Stored data →
BEGIN
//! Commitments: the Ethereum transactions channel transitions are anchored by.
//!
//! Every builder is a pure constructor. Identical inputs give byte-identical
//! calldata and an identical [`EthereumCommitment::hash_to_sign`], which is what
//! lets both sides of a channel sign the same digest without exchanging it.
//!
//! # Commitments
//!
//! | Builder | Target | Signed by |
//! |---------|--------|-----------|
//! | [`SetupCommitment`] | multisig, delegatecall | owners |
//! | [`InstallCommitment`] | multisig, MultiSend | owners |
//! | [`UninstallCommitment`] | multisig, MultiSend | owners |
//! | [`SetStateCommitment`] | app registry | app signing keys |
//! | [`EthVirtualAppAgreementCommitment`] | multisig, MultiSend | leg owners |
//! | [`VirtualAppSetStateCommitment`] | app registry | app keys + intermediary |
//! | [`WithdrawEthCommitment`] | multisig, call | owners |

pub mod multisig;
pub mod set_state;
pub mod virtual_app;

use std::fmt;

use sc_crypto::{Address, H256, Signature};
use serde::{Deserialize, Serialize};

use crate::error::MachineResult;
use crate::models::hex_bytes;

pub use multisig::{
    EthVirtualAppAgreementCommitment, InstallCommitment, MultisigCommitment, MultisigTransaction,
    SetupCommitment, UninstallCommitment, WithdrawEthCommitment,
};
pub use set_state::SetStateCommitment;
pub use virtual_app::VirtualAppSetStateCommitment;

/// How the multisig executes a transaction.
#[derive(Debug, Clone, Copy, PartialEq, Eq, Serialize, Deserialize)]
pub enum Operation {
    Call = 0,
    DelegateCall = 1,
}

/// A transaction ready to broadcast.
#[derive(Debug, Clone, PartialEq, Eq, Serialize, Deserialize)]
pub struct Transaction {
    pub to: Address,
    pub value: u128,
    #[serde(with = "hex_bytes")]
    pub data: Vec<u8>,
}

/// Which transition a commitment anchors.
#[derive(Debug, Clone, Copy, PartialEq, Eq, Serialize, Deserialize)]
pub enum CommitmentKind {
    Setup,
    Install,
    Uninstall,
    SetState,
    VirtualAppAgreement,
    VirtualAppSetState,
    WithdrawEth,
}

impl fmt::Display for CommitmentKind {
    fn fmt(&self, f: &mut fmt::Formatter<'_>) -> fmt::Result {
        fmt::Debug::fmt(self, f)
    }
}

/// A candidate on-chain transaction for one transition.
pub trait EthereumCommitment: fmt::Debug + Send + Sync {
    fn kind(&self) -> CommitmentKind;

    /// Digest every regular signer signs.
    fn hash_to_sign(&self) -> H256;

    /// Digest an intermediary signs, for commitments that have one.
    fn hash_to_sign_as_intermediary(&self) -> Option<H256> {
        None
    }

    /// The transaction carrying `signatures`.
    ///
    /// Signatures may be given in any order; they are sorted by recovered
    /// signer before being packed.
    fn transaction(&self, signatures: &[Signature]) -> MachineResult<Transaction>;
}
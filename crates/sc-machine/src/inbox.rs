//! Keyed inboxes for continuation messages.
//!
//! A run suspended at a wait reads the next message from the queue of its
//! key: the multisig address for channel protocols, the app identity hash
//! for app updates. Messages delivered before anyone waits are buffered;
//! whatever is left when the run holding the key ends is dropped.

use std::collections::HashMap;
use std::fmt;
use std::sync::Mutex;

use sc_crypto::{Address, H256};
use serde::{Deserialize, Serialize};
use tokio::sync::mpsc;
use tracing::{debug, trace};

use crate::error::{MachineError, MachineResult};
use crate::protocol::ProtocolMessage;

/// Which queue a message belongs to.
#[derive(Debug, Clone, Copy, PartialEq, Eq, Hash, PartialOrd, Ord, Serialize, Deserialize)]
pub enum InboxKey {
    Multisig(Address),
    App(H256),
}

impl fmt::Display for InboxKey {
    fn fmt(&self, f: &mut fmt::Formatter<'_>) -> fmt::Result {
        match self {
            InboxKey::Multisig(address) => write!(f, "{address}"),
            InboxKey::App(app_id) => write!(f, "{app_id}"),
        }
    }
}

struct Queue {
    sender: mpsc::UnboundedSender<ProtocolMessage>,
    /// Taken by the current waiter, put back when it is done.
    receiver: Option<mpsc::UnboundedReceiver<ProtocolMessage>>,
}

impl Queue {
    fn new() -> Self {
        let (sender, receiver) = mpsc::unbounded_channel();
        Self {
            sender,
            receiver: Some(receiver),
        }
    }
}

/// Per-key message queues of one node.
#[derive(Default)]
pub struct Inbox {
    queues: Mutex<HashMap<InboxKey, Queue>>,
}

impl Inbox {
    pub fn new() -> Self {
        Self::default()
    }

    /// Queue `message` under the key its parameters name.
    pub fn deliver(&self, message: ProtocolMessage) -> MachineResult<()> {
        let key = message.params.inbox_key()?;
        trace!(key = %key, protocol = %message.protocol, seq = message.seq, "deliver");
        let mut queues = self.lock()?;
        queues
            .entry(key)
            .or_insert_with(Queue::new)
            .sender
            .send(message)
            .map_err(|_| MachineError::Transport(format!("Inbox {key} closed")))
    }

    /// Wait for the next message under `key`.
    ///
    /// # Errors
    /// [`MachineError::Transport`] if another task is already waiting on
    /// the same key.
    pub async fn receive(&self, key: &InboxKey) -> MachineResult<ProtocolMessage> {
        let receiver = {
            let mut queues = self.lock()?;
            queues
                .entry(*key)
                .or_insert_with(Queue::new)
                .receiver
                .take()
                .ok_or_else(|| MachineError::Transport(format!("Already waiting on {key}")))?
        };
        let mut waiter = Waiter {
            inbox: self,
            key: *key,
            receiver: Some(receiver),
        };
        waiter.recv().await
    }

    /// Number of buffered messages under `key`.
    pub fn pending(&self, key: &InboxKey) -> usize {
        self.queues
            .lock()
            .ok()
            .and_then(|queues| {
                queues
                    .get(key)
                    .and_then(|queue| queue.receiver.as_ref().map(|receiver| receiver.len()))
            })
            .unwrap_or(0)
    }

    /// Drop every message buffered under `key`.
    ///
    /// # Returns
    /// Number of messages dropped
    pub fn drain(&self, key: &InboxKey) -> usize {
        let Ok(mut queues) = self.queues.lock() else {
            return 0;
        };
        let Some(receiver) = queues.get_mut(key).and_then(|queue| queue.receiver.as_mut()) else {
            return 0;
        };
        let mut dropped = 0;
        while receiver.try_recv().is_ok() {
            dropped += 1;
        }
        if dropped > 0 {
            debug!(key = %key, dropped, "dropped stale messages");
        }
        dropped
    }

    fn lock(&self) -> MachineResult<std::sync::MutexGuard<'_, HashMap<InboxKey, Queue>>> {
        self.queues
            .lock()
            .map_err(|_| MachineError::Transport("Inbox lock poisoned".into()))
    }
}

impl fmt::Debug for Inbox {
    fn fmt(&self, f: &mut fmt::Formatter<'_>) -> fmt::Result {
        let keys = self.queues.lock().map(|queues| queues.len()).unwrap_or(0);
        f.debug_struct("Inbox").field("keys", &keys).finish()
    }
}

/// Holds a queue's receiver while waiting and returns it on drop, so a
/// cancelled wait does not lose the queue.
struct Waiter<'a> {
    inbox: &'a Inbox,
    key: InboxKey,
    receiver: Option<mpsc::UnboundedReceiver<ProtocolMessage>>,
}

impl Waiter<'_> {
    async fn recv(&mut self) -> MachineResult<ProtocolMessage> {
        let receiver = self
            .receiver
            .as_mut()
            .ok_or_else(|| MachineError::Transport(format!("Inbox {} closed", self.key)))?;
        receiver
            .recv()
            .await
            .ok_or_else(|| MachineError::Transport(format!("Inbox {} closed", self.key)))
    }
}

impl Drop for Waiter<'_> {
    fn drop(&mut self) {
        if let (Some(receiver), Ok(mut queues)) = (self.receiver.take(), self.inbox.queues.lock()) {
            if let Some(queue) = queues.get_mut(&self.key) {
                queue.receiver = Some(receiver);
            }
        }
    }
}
END
EXERCISE DESCRIPTION →
In the records above, each line with the string "CommitmentKind" should be copied.

TASK OUTPUT →
pub enum CommitmentKind {
impl fmt::Display for CommitmentKind {
    fn kind(&self) -> CommitmentKind;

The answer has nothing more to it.